In Osaka, Japan’s commercial capital, under the Tokugawa, rich merchants began to add to their functions that of lender to the mighty overlords (daymo) who needed to transform the production of their domain in bullion in order to cover their expenses in Edo and the taxes due to the Shogun (p.2). At the time, the country was segmented in small local capital market and no security was traded over the whole country. Despite those limitations, the rural industries did grow over the period, yet for that they had to have access to some fundings. Where did this capital come from? (p.3)
This wholesaler system arose in replacement of an inexistent banking sector (p.4).

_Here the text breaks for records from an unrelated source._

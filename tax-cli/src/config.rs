//! TOML configuration for the estimator binary.
//!
//! Every key is optional. Relative table paths in a config file are resolved
//! against the directory containing that file.

use std::fs;
use std::path::{Path, PathBuf};

use serde::{Deserialize, Serialize};
use tax_core::TaxError;
use tax_core::calculations::SolverConfig;
use thiserror::Error;

pub const DEFAULT_FEDERAL_TABLE: &str = "data/fed_2025.csv";
pub const DEFAULT_REGIONAL_TABLE: &str = "data/prov_2025.csv";
pub const DEFAULT_LOG_LEVEL: &str = "info";

#[derive(Debug, Error)]
pub enum ConfigError {
    #[error("cannot read config '{}': {source}", .path.display())]
    Io {
        path: PathBuf,
        #[source]
        source: std::io::Error,
    },

    #[error("invalid config: {0}")]
    Parse(#[from] toml::de::Error),

    #[error(transparent)]
    Solver(#[from] TaxError),
}

#[derive(Debug, Clone, PartialEq, Eq, Serialize, Deserialize)]
#[serde(default, deny_unknown_fields)]
pub struct AppConfig {
    pub federal_table: PathBuf,
    pub regional_table: PathBuf,
    pub log_level: String,
    pub solver: SolverConfig,
}

impl Default for AppConfig {
    fn default() -> Self {
        Self {
            federal_table: PathBuf::from(DEFAULT_FEDERAL_TABLE),
            regional_table: PathBuf::from(DEFAULT_REGIONAL_TABLE),
            log_level: DEFAULT_LOG_LEVEL.to_string(),
            solver: SolverConfig::default(),
        }
    }
}

impl AppConfig {
    /// Parses a config from TOML text. Paths are left as written.
    pub fn from_toml_str(text: &str) -> Result<Self, ConfigError> {
        let config: Self = toml::from_str(text)?;
        config.solver.validate()?;
        Ok(config)
    }

    /// Reads and parses the config file at `path`.
    pub fn load(path: &Path) -> Result<Self, ConfigError> {
        let text = fs::read_to_string(path).map_err(|source| ConfigError::Io {
            path: path.to_path_buf(),
            source,
        })?;
        let mut config = Self::from_toml_str(&text)?;

        if let Some(base) = path.parent() {
            config.federal_table = resolve_relative(base, &config.federal_table);
            config.regional_table = resolve_relative(base, &config.regional_table);
        }
        Ok(config)
    }

    /// The config at `path`, or the defaults when no file was given.
    pub fn load_or_default(path: Option<&Path>) -> Result<Self, ConfigError> {
        match path {
            Some(path) => Self::load(path),
            None => Ok(Self::default()),
        }
    }
}

fn resolve_relative(
    base: &Path,
    path: &Path,
) -> PathBuf {
    if path.is_relative() {
        base.join(path)
    } else {
        path.to_path_buf()
    }
}

#[cfg(test)]
mod tests {
    use super::*;
    use pretty_assertions::assert_eq;
    use rust_decimal_macros::dec;

    #[test]
    fn empty_file_gives_defaults() {
        assert_eq!(AppConfig::from_toml_str("").unwrap(), AppConfig::default());
    }

    #[test]
    fn full_file_overrides_every_key() {
        let config = AppConfig::from_toml_str(
            r#"
            federal_table = "tables/fed.csv"
            regional_table = "tables/prov.csv"
            log_level = "debug"

            [solver]
            max_income = "2000000"
            tolerance = "0.001"
            max_iterations = 64
            "#,
        )
        .unwrap();

        assert_eq!(config.federal_table, PathBuf::from("tables/fed.csv"));
        assert_eq!(config.regional_table, PathBuf::from("tables/prov.csv"));
        assert_eq!(config.log_level, "debug");
        assert_eq!(
            config.solver,
            SolverConfig {
                max_income: dec!(2000000),
                tolerance: dec!(0.001),
                max_iterations: 64,
            }
        );
    }

    #[test]
    fn partial_solver_section_keeps_other_defaults() {
        let config = AppConfig::from_toml_str("[solver]\nmax_iterations = 50\n").unwrap();

        assert_eq!(config.solver.max_iterations, 50);
        assert_eq!(config.solver.tolerance, dec!(0.01));
        assert_eq!(config.federal_table, PathBuf::from(DEFAULT_FEDERAL_TABLE));
    }

    #[test]
    fn unknown_key_is_rejected() {
        let err = AppConfig::from_toml_str("federal = \"x.csv\"\n").unwrap_err();

        assert!(matches!(err, ConfigError::Parse(_)));
    }

    #[test]
    fn invalid_solver_bounds_are_rejected() {
        let err = AppConfig::from_toml_str("[solver]\ntolerance = \"0\"\n").unwrap_err();

        assert!(matches!(
            err,
            ConfigError::Solver(TaxError::InvalidSolverConfig(_))
        ));
    }

    #[test]
    fn missing_file_reports_path() {
        let err = AppConfig::load(Path::new("/definitely/not/here.toml")).unwrap_err();

        assert!(err.to_string().contains("/definitely/not/here.toml"));
    }

    #[test]
    fn relative_paths_resolve_against_config_dir() {
        assert_eq!(
            resolve_relative(Path::new("/etc/tax"), Path::new("fed.csv")),
            PathBuf::from("/etc/tax/fed.csv")
        );
        assert_eq!(
            resolve_relative(Path::new("/etc/tax"), Path::new("/srv/fed.csv")),
            PathBuf::from("/srv/fed.csv")
        );
    }

    #[test]
    fn no_path_means_defaults() {
        assert_eq!(
            AppConfig::load_or_default(None).unwrap(),
            AppConfig::default()
        );
    }
}
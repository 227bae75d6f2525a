mod region_code;
mod tax_bracket;
mod tax_estimate;
mod tax_schedule;

pub use region_code::{Jurisdiction, RegionCode};
pub use tax_bracket::{BracketRow, BracketTable};
pub use tax_estimate::{TaxBreakdown, TaxQuery};
pub use tax_schedule::TaxSchedule;
//! Tax calculations over validated bracket tables.
//!
//! [`marginal`] evaluates a single table, [`combined`] adds the federal and
//! regional results together, and [`inverse`] searches for the income that
//! produced a given total.

pub mod combined;
pub mod common;
pub mod inverse;
pub mod marginal;

pub use combined::CombinedTaxCalculator;
pub use inverse::{InverseIncomeSolver, SolverConfig};
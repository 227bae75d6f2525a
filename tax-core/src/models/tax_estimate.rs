use rust_decimal::Decimal;
use serde::{Deserialize, Serialize};

use crate::models::RegionCode;

/// A single income/region pair handed to the calculator.
#[derive(Debug, Clone, PartialEq, Eq, Serialize, Deserialize)]
pub struct TaxQuery {
    pub income: Decimal,
    pub region: RegionCode,
}

/// Every figure of a forward calculation, for presentation.
///
/// `total_tax == federal_tax + regional_tax` and
/// `net_income == income - total_tax` hold exactly.
#[derive(Debug, Clone, PartialEq, Eq, Serialize, Deserialize)]
pub struct TaxBreakdown {
    pub income: Decimal,
    pub region: RegionCode,
    pub federal_tax: Decimal,
    pub regional_tax: Decimal,
    pub total_tax: Decimal,
    pub net_income: Decimal,

    /// Marginal rate of the regional bracket holding `income`.
    /// `None` means no bracket matched, which is not the same as a 0% bracket.
    pub regional_rate: Option<Decimal>,
}
use std::collections::BTreeMap;

use serde::Serialize;

use crate::TaxError;
use crate::models::{BracketTable, Jurisdiction, RegionCode};

/// A federal bracket table plus at most one table per region.
///
/// Built once by the loader and then only read. Calculators borrow it, so a
/// single schedule can serve any number of concurrent queries.
#[derive(Debug, Clone, PartialEq, Eq, Serialize)]
pub struct TaxSchedule {
    federal: BracketTable,
    regions: BTreeMap<RegionCode, BracketTable>,
}

impl TaxSchedule {
    /// Assembles a schedule from already validated tables.
    ///
    /// # Errors
    ///
    /// * [`TaxError::JurisdictionMismatch`] if `federal` is a regional table
    ///   or a regional table is marked federal.
    /// * [`TaxError::DuplicateRegion`] if two tables share a region.
    pub fn new(
        federal: BracketTable,
        regional: impl IntoIterator<Item = BracketTable>,
    ) -> Result<Self, TaxError> {
        if !federal.jurisdiction().is_federal() {
            return Err(TaxError::JurisdictionMismatch {
                expected: "federal",
                actual: federal.jurisdiction().clone(),
            });
        }

        let mut regions = BTreeMap::new();
        for table in regional {
            let code = match table.jurisdiction() {
                Jurisdiction::Region(code) => code.clone(),
                Jurisdiction::Federal => {
                    return Err(TaxError::JurisdictionMismatch {
                        expected: "regional",
                        actual: Jurisdiction::Federal,
                    });
                }
            };
            if regions.contains_key(&code) {
                return Err(TaxError::DuplicateRegion(code));
            }
            regions.insert(code, table);
        }

        Ok(Self { federal, regions })
    }

    pub fn federal(&self) -> &BracketTable {
        &self.federal
    }

    /// Looks up a regional table, ignoring case and surrounding whitespace.
    ///
    /// # Errors
    ///
    /// [`TaxError::UnknownRegion`] when no table matches.
    pub fn regional(
        &self,
        region: &str,
    ) -> Result<&BracketTable, TaxError> {
        RegionCode::new(region)
            .ok()
            .and_then(|code| self.regions.get(&code))
            .ok_or_else(|| TaxError::UnknownRegion(region.trim().to_string()))
    }

    /// Known region codes in sorted order.
    pub fn regions(&self) -> impl Iterator<Item = &RegionCode> {
        self.regions.keys()
    }

    pub fn region_count(&self) -> usize {
        self.regions.len()
    }
}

However this organization favored greatly the Osaka merchant who managed to impose de facto their service as a necessary precondition to any industrial or agricultural endeavor (p.5). But at that time, local merchants took on Osaka’s oligopoly.
To develop the production and trade of a wealth of proto-industrial products, they started delivering themselves those products to Edo, thus by-passing the Osaka intermediaries. Local lords backed these initiatives, for instance by issuing bank notes (hansatsu) to remedy to the dramatic shortages of money (p.9). However often successful, these initiatives led to a quick segmentation of the Japanese capital market and each of these small areas suffered from high interest rates (more than 18%), while at the same time interest rates in Osaka kept following (p.10).
A system, close to the earlier one arose after the Meiji Revolution, but this time with several commercial cities as the center of the operations instead of Osaka alone (p.13).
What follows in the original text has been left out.